Along with eight other artists, Kurz is featured in the exhibition ibid. (2026) at the Kunstverein Nürnberg. In the same year, Kurz presented Green Sanctuary (C.O.T.B.) at Haus am Waldsee in Berlin, exploring ecological relationships and cultural ideas of nature through the imagined perspective of bees. The exhibition is part of his ongoing Circle of the Bee project.

== Major works ==
Kurz has exhibited in both solo and group exhibitions in Europe and the United States. Major installations include:

=== Herba-4 ===
Herba-4 is a fictional healing elixir conceptualized in 2014 that appears in sculptural dispensaries, mock advertising campaigns, and immersive installations. The project has been interpreted as a critique of greenwashing and corporate wellness culture. It has been exhibited at Le Magasin CNAC Grenoble (2017), Städtische Galerie Delmenhorst (2020), Kunsthalle Gießen (2021), and Kunstverein Dortmund (2022).

=== The Dilldapp cycle ===
The Dilldapp cycle is a recurring mythology in Kurz's work that adapts Clemens Brentano's romantic character into a contemporary fictional figure. It appears across sculptural, narrative, and performative formats, including The Dilldapp Memorial (2019/2020).

=== Corium ===
Corium (2021) is a project presented at the Into Nature – New Energy biennial, and exhibited at Kunsthalle Lingen, where it was shown in the context of artistic responses to energy production and ecological transformation.
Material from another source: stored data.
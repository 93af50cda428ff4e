//! Controller loop for APIService availability
//!
//! Implements the controller pattern using kube-rs runtime. The controller is
//! fed by the shared reflectors in `store`: APIServices trigger themselves,
//! and changes to Services and Endpoints requeue every APIService that points
//! at them.

use std::sync::atomic::{AtomicBool, Ordering};
use std::sync::Arc;
use std::time::{Duration, Instant};

use futures::{stream, StreamExt};
use k8s_openapi::api::core::v1::{Endpoints, Service};
use k8s_openapi::kube_aggregator::pkg::apis::apiregistration::v1::APIService;
use kube::{
    api::Api,
    client::Client,
    runtime::{
        controller::{Action, Controller},
        reflector::{ObjectRef, Store},
    },
    ResourceExt,
};
use tracing::{debug, error, info, instrument};

use super::available::{AvailableConditionController, SyncOutcome};
use super::discovery::HttpDiscoveryProber;
use super::status::KubeStatusPublisher;
use super::store::{DeletedBackend, ObjectLookup, ObjectStores, ObjectTriggers};
use crate::config::ControllerConfig;
use crate::error::{Error, Result};

/// Controller name used in logs and metric labels
pub const CONTROLLER_NAME: &str = "available";

/// Shared state for the controller
pub struct ControllerState {
    pub client: Client,
    pub stores: ObjectStores,
    pub available: AvailableConditionController,
    pub config: ControllerConfig,
    pub is_leader: Arc<AtomicBool>,
}

impl ControllerState {
    /// Wire the reconciler to the reflector stores and the API server
    pub fn new(
        client: Client,
        stores: ObjectStores,
        config: ControllerConfig,
        is_leader: Arc<AtomicBool>,
    ) -> Self {
        let available = AvailableConditionController::new(
            Arc::new(stores.apiservices.clone()),
            Arc::new(stores.services.clone()),
            Arc::new(stores.endpoints.clone()),
            Arc::new(HttpDiscoveryProber::new()),
            Arc::new(KubeStatusPublisher::new(client.clone())),
        )
        .with_probe_timeout(config.probe_timeout());

        Self {
            client,
            stores,
            available,
            config,
            is_leader,
        }
    }
}

/// APIServices whose backing service is `namespace/name`
pub fn referencing_apiservices(
    apiservices: &[Arc<APIService>],
    namespace: Option<&str>,
    name: &str,
) -> Vec<ObjectRef<APIService>> {
    apiservices
        .iter()
        .filter(|a| {
            a.spec
                .as_ref()
                .and_then(|s| s.service.as_ref())
                .is_some_and(|r| r.namespace.as_deref() == namespace && r.name.as_deref() == Some(name))
        })
        .map(|a| ObjectRef::from_obj(a.as_ref()))
        .collect()
}

fn requeue_referencing(
    store: &Store<APIService>,
    namespace: Option<String>,
    name: String,
) -> Vec<ObjectRef<APIService>> {
    let refs = referencing_apiservices(&store.list(), namespace.as_deref(), &name);
    if !refs.is_empty() {
        debug!(
            "{}/{} changed, requeueing {} APIService(s)",
            namespace.as_deref().unwrap_or_default(),
            name,
            refs.len()
        );
    }
    refs
}

/// Main entry point to start the controller
pub async fn run_controller(state: Arc<ControllerState>, triggers: ObjectTriggers) -> Result<()> {
    let apiservices: Api<APIService> = Api::all(state.client.clone());

    info!("Starting APIService availability controller");

    // Verify the aggregation API is served
    match apiservices.list(&Default::default()).await {
        Ok(list) => info!("Found {} APIServices", list.items.len()),
        Err(e) => {
            error!("Cannot list APIServices: {:?}", e);
            return Err(Error::ConfigError(
                "apiregistration.k8s.io/v1 APIService is not available".to_string(),
            ));
        }
    }

    // Reconciles wait for the caches; the triggers must be consumed meanwhile
    // or the reflectors stall on a full subscriber buffer.
    let stores = state.stores.clone();
    tokio::spawn(async move { stores.log_when_synced().await });

    let by_service = state.stores.apiservices.clone();
    let by_endpoints = state.stores.apiservices.clone();
    let by_deleted = state.stores.apiservices.clone();
    let deleted = triggers
        .deleted_backends
        .flat_map(move |DeletedBackend { namespace, name }| {
            stream::iter(requeue_referencing(&by_deleted, namespace, name))
        });

    Controller::for_shared_stream(triggers.apiservices, state.stores.apiservices.clone())
        .watches_shared_stream(triggers.services, move |svc: Arc<Service>| {
            requeue_referencing(&by_service, svc.namespace(), svc.name_any())
        })
        .watches_shared_stream(triggers.endpoints, move |ep: Arc<Endpoints>| {
            requeue_referencing(&by_endpoints, ep.namespace(), ep.name_any())
        })
        .reconcile_on(deleted)
        .shutdown_on_signal()
        .run(reconcile, error_policy, state)
        .for_each(|res| async move {
            match res {
                Ok(obj) => debug!("Reconciled: {:?}", obj),
                Err(kube::runtime::controller::Error::ObjectNotFound(obj)) => {
                    debug!("{} no longer exists", obj)
                }
                Err(e) => error!("Reconcile error: {:?}", e),
            }
        })
        .await;

    Ok(())
}

/// The main reconciliation function
///
/// This function is called whenever:
/// - An APIService is created or updated
/// - A Service or Endpoints referenced by an APIService changes or is deleted
/// - The resync timer expires
#[instrument(skip(obj, ctx), fields(name = %obj.name_any()))]
async fn reconcile(obj: Arc<APIService>, ctx: Arc<ControllerState>) -> Result<Action> {
    let resync = ctx.config.resync_interval();

    if !ctx.is_leader.load(Ordering::Relaxed) {
        debug!("Not the leader, skipping {}", obj.name_any());
        return Ok(Action::requeue(resync));
    }

    ctx.stores.wait_until_ready().await?;

    let name = obj.name_any();
    let started = Instant::now();
    let outcome = ctx.available.sync(&name).await;

    #[cfg(feature = "metrics")]
    {
        super::metrics::observe_reconcile_duration_seconds(
            CONTROLLER_NAME,
            started.elapsed().as_secs_f64(),
        );
        if let Ok(outcome) = &outcome {
            record_outcome(&name, outcome);
        }
    }
    #[cfg(not(feature = "metrics"))]
    let _ = started;

    match outcome? {
        SyncOutcome::Missing => Ok(Action::await_change()),
        SyncOutcome::Unchanged(_) | SyncOutcome::Updated(_) => Ok(Action::requeue(resync)),
    }
}

#[cfg(feature = "metrics")]
fn record_outcome(name: &str, outcome: &SyncOutcome) {
    use super::conditions::CONDITION_STATUS_TRUE;
    use super::metrics;

    match outcome {
        // Deletions are handled by the APIService reflector
        SyncOutcome::Missing => {}
        SyncOutcome::Unchanged(condition) => {
            metrics::set_apiservice_available(name, condition.status == CONDITION_STATUS_TRUE)
        }
        SyncOutcome::Updated(condition) => {
            let available = condition.status == CONDITION_STATUS_TRUE;
            metrics::set_apiservice_available(name, available);
            if !available {
                metrics::inc_unavailable_transition(
                    name,
                    condition.reason.as_deref().unwrap_or_default(),
                );
            }
        }
    }
}

/// Error policy for the controller
fn error_policy(apiservice: Arc<APIService>, error: &Error, _ctx: Arc<ControllerState>) -> Action {
    error!(
        "Reconciliation error for {}: {:?}",
        apiservice.name_any(),
        error
    );

    #[cfg(feature = "metrics")]
    super::metrics::inc_reconcile_error(CONTROLLER_NAME, error.metric_label());

    // Use shorter retry for retriable errors
    let retry_duration = if error.is_retriable() {
        Duration::from_secs(5)
    } else {
        Duration::from_secs(60)
    };

    Action::requeue(retry_duration)
}

#[cfg(test)]
mod tests {
    use super::*;
    use k8s_openapi::kube_aggregator::pkg::apis::apiregistration::v1::{
        APIServiceSpec, ServiceReference,
    };
    use kube::api::ObjectMeta;

    fn apiservice(name: &str, backend: Option<(&str, &str)>) -> Arc<APIService> {
        Arc::new(APIService {
            metadata: ObjectMeta {
                name: Some(name.to_string()),
                ..Default::default()
            },
            spec: Some(APIServiceSpec {
                service: backend.map(|(namespace, name)| ServiceReference {
                    namespace: Some(namespace.to_string()),
                    name: Some(name.to_string()),
                    port: None,
                }),
                ..Default::default()
            }),
            status: None,
        })
    }

    #[test]
    fn test_referencing_apiservices_matches_namespace_and_name() {
        let all = vec![
            apiservice("v1.local.group", None),
            apiservice("v1beta1.metrics.k8s.io", Some(("kube-system", "metrics-server"))),
            apiservice("v1beta2.metrics.k8s.io", Some(("kube-system", "metrics-server"))),
            apiservice("v1.other.group", Some(("monitoring", "metrics-server"))),
        ];

        let refs = referencing_apiservices(&all, Some("kube-system"), "metrics-server");
        let names: Vec<_> = refs.iter().map(|r| r.name.clone()).collect();
        assert_eq!(names, vec!["v1beta1.metrics.k8s.io", "v1beta2.metrics.k8s.io"]);
    }

    #[test]
    fn test_referencing_apiservices_none_match() {
        let all = vec![apiservice("v1.local.group", None)];
        assert!(referencing_apiservices(&all, Some("default"), "kubernetes").is_empty());
        assert!(referencing_apiservices(&[], Some("default"), "kubernetes").is_empty());
    }
}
The work includes an installation and a video component and takes its title from the lava-like material formed during a nuclear reactor meltdown.

=== Metaphors & Mutations / Lava Trilogie ===
Lava Trilogie is a publication released in 2019 by Kunstverein Nürnberg – Albrecht Dürer Gesellschaft in conjunction with the exhibition Metaphors & Mutations. The project explores symbolic associations between volcanic terrain and nuclear energy.

== Reception ==
Kurz's work has been discussed in several contemporary art publications. In Artforum, his projects have been interpreted as drawing on mythological and narrative structures within contemporary contexts. Writing in Frieze, critics have highlighted the hybrid character of his installations, combining artificial materials with organic imagery and spatial staging. In Kunstkritikk, his work has been described as extending beyond conventional exhibition formats, while other reviews have emphasized its use of complex narrative systems and immersive environments.

== Representation ==
- Isabella Bortolozzi Gallery, Berlin
- Oskar Weiss Gallery (former Weiss Falk Gallery), Basel

==Publications==
- Kurz, Veit Laurent, and Stefan Tcherepnin. Diary of Steit. Detroit: What Pipeline, 2015.
- Kurz, Veit Laurent, and Levi Easterbrooks. "The Bavarian Vampire 1–4." In Starship 17. Edited by Gerry Bibby, Nikola Dietrich, Martin Ebner, Ariane Müller, and Henrik Olesen. 2018.
- Kurz, Veit Laurent. "An Artist's Guide to the Best in Berlin, Basel and Beyond in 2018." Frieze, December 24, 2018.
- Kurz, Veit Laurent. "Scattered Impressions from an Archive." In Klima #06 – Mutabilities, edited by Loucia Carlier, Alicia Reymond, and Antonine Scali Ringwald, 84–88. Les Presses du réel, 2024.

==Awards==
In 2020, Kurz received the 42nd Matteo Olivero Award, and the 4th Battaglia Foundry Sculpture Prize.